=== Begin Enclosure ===

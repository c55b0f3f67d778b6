// End-to-end inference scenarios.
//
// Each test feeds a small outline through `infer_source` and checks the
// offload-callable set and the loop levels it produces. Loops are looked up
// by label so the tests do not depend on construct numbering.

use accinfer::attrs::AttributeMap;
use accinfer::clause::ParallelismLevel::{self, Gang, Seq, Vector, Worker};
use accinfer::levels::InferOptions;
use accinfer::pipeline::{infer_source, InferenceResult, PipelineError, PipelineOptions};
use accinfer::routine::OffloadReason;

fn infer(source: &str) -> InferenceResult {
    infer_with(source, InferOptions::default())
}

fn infer_with(source: &str, infer: InferOptions) -> InferenceResult {
    let options = PipelineOptions {
        infer,
        verbose: false,
    };
    infer_source(source, &options)
        .unwrap_or_else(|e| panic!("inference failed: {e}\nsource:\n{source}"))
}

fn level(attrs: &AttributeMap, label: &str) -> Option<ParallelismLevel> {
    attrs
        .loop_by_label(label)
        .unwrap_or_else(|| panic!("no loop labelled '{label}'"))
        .effective_level
}

fn offload(attrs: &AttributeMap, name: &str) -> bool {
    attrs
        .function_by_name(name)
        .unwrap_or_else(|| panic!("no function '{name}'"))
        .offload_callable
}

fn routine(attrs: &AttributeMap, name: &str) -> Option<ParallelismLevel> {
    attrs
        .function_by_name(name)
        .unwrap_or_else(|| panic!("no function '{name}'"))
        .routine_level
}

// ── Loop levels ─────────────────────────────────────────────────────────────

#[test]
fn single_loop_in_region_is_gang() {
    let r = infer("fn main { parallel num_gangs(2) { l: loop { } } }");
    assert_eq!(level(&r.attrs, "l"), Some(Gang));
    let l = r.attrs.loop_by_label("l").unwrap();
    assert!(l.is_inferred());
    assert_eq!(l.region_count, Some(2));
}

#[test]
fn nested_loops_step_down_one_level() {
    let r = infer(
        "fn main { parallel { a: loop { b: loop { c: loop { d: loop { } } } } } }",
    );
    assert_eq!(level(&r.attrs, "a"), Some(Gang));
    assert_eq!(level(&r.attrs, "b"), Some(Worker));
    assert_eq!(level(&r.attrs, "c"), Some(Vector));
    assert_eq!(level(&r.attrs, "d"), Some(Seq));
}

#[test]
fn loops_inside_seq_are_seq() {
    let r = infer("fn main { kernels { outer: loop seq { inner: loop { } } } }");
    assert_eq!(level(&r.attrs, "outer"), Some(Seq));
    assert!(!r.attrs.loop_by_label("outer").unwrap().is_inferred());
    assert_eq!(level(&r.attrs, "inner"), Some(Seq));
}

#[test]
fn explicit_vector_leaves_only_seq_below() {
    let r = infer("fn main { parallel { v: loop vector { s: loop { } } } }");
    assert_eq!(level(&r.attrs, "v"), Some(Vector));
    assert_eq!(level(&r.attrs, "s"), Some(Seq));
}

#[test]
fn auto_loop_is_left_alone_and_passes_through() {
    let r = infer("fn main { parallel { a: loop auto { b: loop { } } } }");
    assert!(r.attrs.loop_by_label("a").unwrap().is_auto());
    assert_eq!(level(&r.attrs, "a"), None);
    assert_eq!(level(&r.attrs, "b"), Some(Gang));
}

#[test]
fn independent_is_not_a_level() {
    let r = infer("fn main { parallel { a: loop independent { b: loop independent { } } } }");
    assert_eq!(level(&r.attrs, "a"), Some(Gang));
    assert_eq!(level(&r.attrs, "b"), Some(Worker));
}

#[test]
fn sibling_loops_get_the_same_level() {
    let r = infer("fn main { parallel { a: loop { } b: loop { c: loop { } } } }");
    assert_eq!(level(&r.attrs, "a"), Some(Gang));
    assert_eq!(level(&r.attrs, "b"), Some(Gang));
    assert_eq!(level(&r.attrs, "c"), Some(Worker));
}

#[test]
fn a_nested_region_starts_again_at_gang() {
    let r = infer(
        "fn main { parallel { a: loop { b: loop { kernels { c: loop { } } } } } }",
    );
    assert_eq!(level(&r.attrs, "b"), Some(Worker));
    assert_eq!(level(&r.attrs, "c"), Some(Gang));
}

#[test]
fn host_loops_outside_regions_are_seq() {
    let r = infer("fn main { h: loop { parallel { g: loop { } } } }");
    assert_eq!(level(&r.attrs, "h"), Some(Seq));
    assert_eq!(level(&r.attrs, "g"), Some(Gang));
    assert!(!offload(&r.attrs, "main"));
}

// ── Routine propagation ─────────────────────────────────────────────────────

#[test]
fn callee_of_compute_region_inherits_worker_context() {
    let r = infer(
        "fn h { hl: loop { } }\n\
         fn g { call h; }\n\
         fn main { parallel { outer: loop { call g; } } }",
    );
    assert!(offload(&r.attrs, "g"));
    assert!(offload(&r.attrs, "h"));
    assert!(!offload(&r.attrs, "main"));
    assert_eq!(level(&r.attrs, "outer"), Some(Gang));
    assert_eq!(level(&r.attrs, "hl"), Some(Worker));
    assert_eq!(routine(&r.attrs, "h"), Some(Worker));
    assert_eq!(routine(&r.attrs, "g"), Some(Worker));
    assert_eq!(routine(&r.attrs, "main"), None);
}

#[test]
fn mutual_recursion_terminates_with_both_marked() {
    let r = infer(
        "fn q;\n\
         fn p { call q; }\n\
         fn q { call p; }\n\
         fn main { parallel { call p; } }",
    );
    assert!(offload(&r.attrs, "p"));
    assert!(offload(&r.attrs, "q"));
    assert_eq!(routine(&r.attrs, "p"), Some(Seq));
    assert_eq!(routine(&r.attrs, "q"), Some(Seq));
}

#[test]
fn recursive_loop_settles_at_seq() {
    let r = infer("fn r { l: loop { call r; } }\nfn main { parallel { call r; } }");
    assert_eq!(level(&r.attrs, "l"), Some(Seq));
}

#[test]
fn declarations_merge_across_the_file() {
    let r = infer(
        "fn g;\n\
         fn main { parallel { call g; } }\n\
         fn g;\n\
         fn g { call h; }\n\
         fn h;",
    );
    assert_eq!(r.graph.functions.len(), 3);
    assert!(r.graph.function_by_name("g").unwrap().is_defined());
    assert!(offload(&r.attrs, "g"));
    assert!(offload(&r.attrs, "h"));
    assert!(r.diagnostics.is_empty());
}

#[test]
fn sizeof_is_not_a_use() {
    let r = infer("fn g;\nfn main { parallel { sizeof g; } }");
    assert!(!offload(&r.attrs, "g"));
}

#[test]
fn address_taken_in_region_is_a_use() {
    let r = infer("fn g { l: loop { } }\nfn main { parallel { loop { addr g; } } }");
    assert!(offload(&r.attrs, "g"));
    assert!(matches!(
        r.attrs.function_by_name("g").unwrap().reason,
        Some(OffloadReason::ComputeUse { .. })
    ));
    // An address gives no calling context, so the routine runs sequentially.
    assert_eq!(level(&r.attrs, "l"), Some(Seq));
}

#[test]
fn uses_outside_regions_do_not_seed() {
    let r = infer("fn g;\nfn main { call g; addr g; }");
    assert!(!offload(&r.attrs, "g"));
}

#[test]
fn explicit_routine_directive_seeds_and_caps_level() {
    let r = infer(
        "routine(vector) fn v { a: loop { } }\n\
         fn w { call v; }\n",
    );
    assert!(offload(&r.attrs, "v"));
    assert!(!offload(&r.attrs, "w"));
    assert_eq!(level(&r.attrs, "a"), Some(Vector));
    assert_eq!(routine(&r.attrs, "v"), Some(Vector));
}

#[test]
fn explicit_routine_callees_follow_transitively() {
    let r = infer(
        "fn leaf;\n\
         fn mid { call leaf; }\n\
         routine(gang) fn top { loop { call mid; } }",
    );
    assert!(offload(&r.attrs, "mid"));
    assert!(offload(&r.attrs, "leaf"));
    assert_eq!(
        r.attrs.reason_chain(r.graph.function_by_name("leaf").unwrap().id),
        vec![
            "'leaf' is called from 'mid'".to_string(),
            "'mid' is called from 'top'".to_string(),
            "'top' has an explicit routine directive".to_string(),
        ]
    );
}

#[test]
fn calls_to_undeclared_names_are_external() {
    let r = infer("fn main { parallel { call puts; } }");
    assert_eq!(r.graph.externals.len(), 1);
    assert_eq!(r.graph.externals[0].name, "puts");
    assert!(!offload(&r.attrs, "main"));
    let codes: Vec<&str> = r.diagnostics.iter().filter_map(|d| d.code.map(|c| c.0)).collect();
    assert_eq!(codes, vec!["W0202"]);
}

// ── Order independence ──────────────────────────────────────────────────────

#[test]
fn finest_calling_context_wins_regardless_of_order() {
    let a = infer(
        "fn g { l: loop { } }\n\
         fn main { parallel { call g; x: loop { y: loop { call g; } } } }",
    );
    let b = infer(
        "fn g { l: loop { } }\n\
         fn main { parallel { x: loop { y: loop { call g; } } call g; } }",
    );
    assert_eq!(level(&a.attrs, "l"), Some(Vector));
    assert_eq!(level(&b.attrs, "l"), Some(Vector));
}

#[test]
fn definition_order_does_not_change_results() {
    let a = infer(
        "fn h { hl: loop { } }\n\
         fn g { gl: loop { call h; } }\n\
         fn main { parallel { call g; } }",
    );
    let b = infer(
        "fn main { parallel { call g; } }\n\
         fn g { gl: loop { call h; } }\n\
         fn h { hl: loop { } }",
    );
    for label in ["hl", "gl"] {
        assert_eq!(level(&a.attrs, label), level(&b.attrs, label), "loop {label}");
    }
    for name in ["g", "h", "main"] {
        assert_eq!(offload(&a.attrs, name), offload(&b.attrs, name), "fn {name}");
        assert_eq!(routine(&a.attrs, name), routine(&b.attrs, name), "fn {name}");
    }
    assert_eq!(level(&a.attrs, "gl"), Some(Gang));
    assert_eq!(level(&a.attrs, "hl"), Some(Worker));
}

// ── Options ─────────────────────────────────────────────────────────────────

#[test]
fn disabling_worker_skips_to_vector() {
    let r = infer_with(
        "fn main { parallel { a: loop { b: loop { c: loop { } } } } }",
        InferOptions {
            implicit_worker: false,
            implicit_vector: true,
        },
    );
    assert_eq!(level(&r.attrs, "a"), Some(Gang));
    assert_eq!(level(&r.attrs, "b"), Some(Vector));
    assert_eq!(level(&r.attrs, "c"), Some(Seq));
}

#[test]
fn disabling_both_leaves_gang_then_seq() {
    let r = infer_with(
        "fn main { parallel { a: loop { b: loop { } } } }",
        InferOptions {
            implicit_worker: false,
            implicit_vector: false,
        },
    );
    assert_eq!(level(&r.attrs, "a"), Some(Gang));
    assert_eq!(level(&r.attrs, "b"), Some(Seq));
}

// ── Errors ──────────────────────────────────────────────────────────────────

#[test]
fn syntax_errors_are_reported() {
    let err = infer_source("fn main { parallel { loop } }", &PipelineOptions::default())
        .err()
        .expect("should fail");
    assert!(matches!(err, PipelineError::Syntax { .. }), "{err}");
}

#[test]
fn conflicting_loop_clauses_fail_lowering() {
    let err = infer_source(
        "fn main { parallel { loop gang seq { } } }",
        &PipelineOptions::default(),
    )
    .err()
    .expect("should fail");
    assert!(matches!(err, PipelineError::PassFailed { .. }), "{err}");
}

=== End Enclosure ===

Work request: Filter the records above for lines with "matches".

Response to the task:
    assert!(matches!(
    assert!(matches!(err, PipelineError::Syntax { .. }), "{err}");
    assert!(matches!(err, PipelineError::PassFailed { .. }), "{err}");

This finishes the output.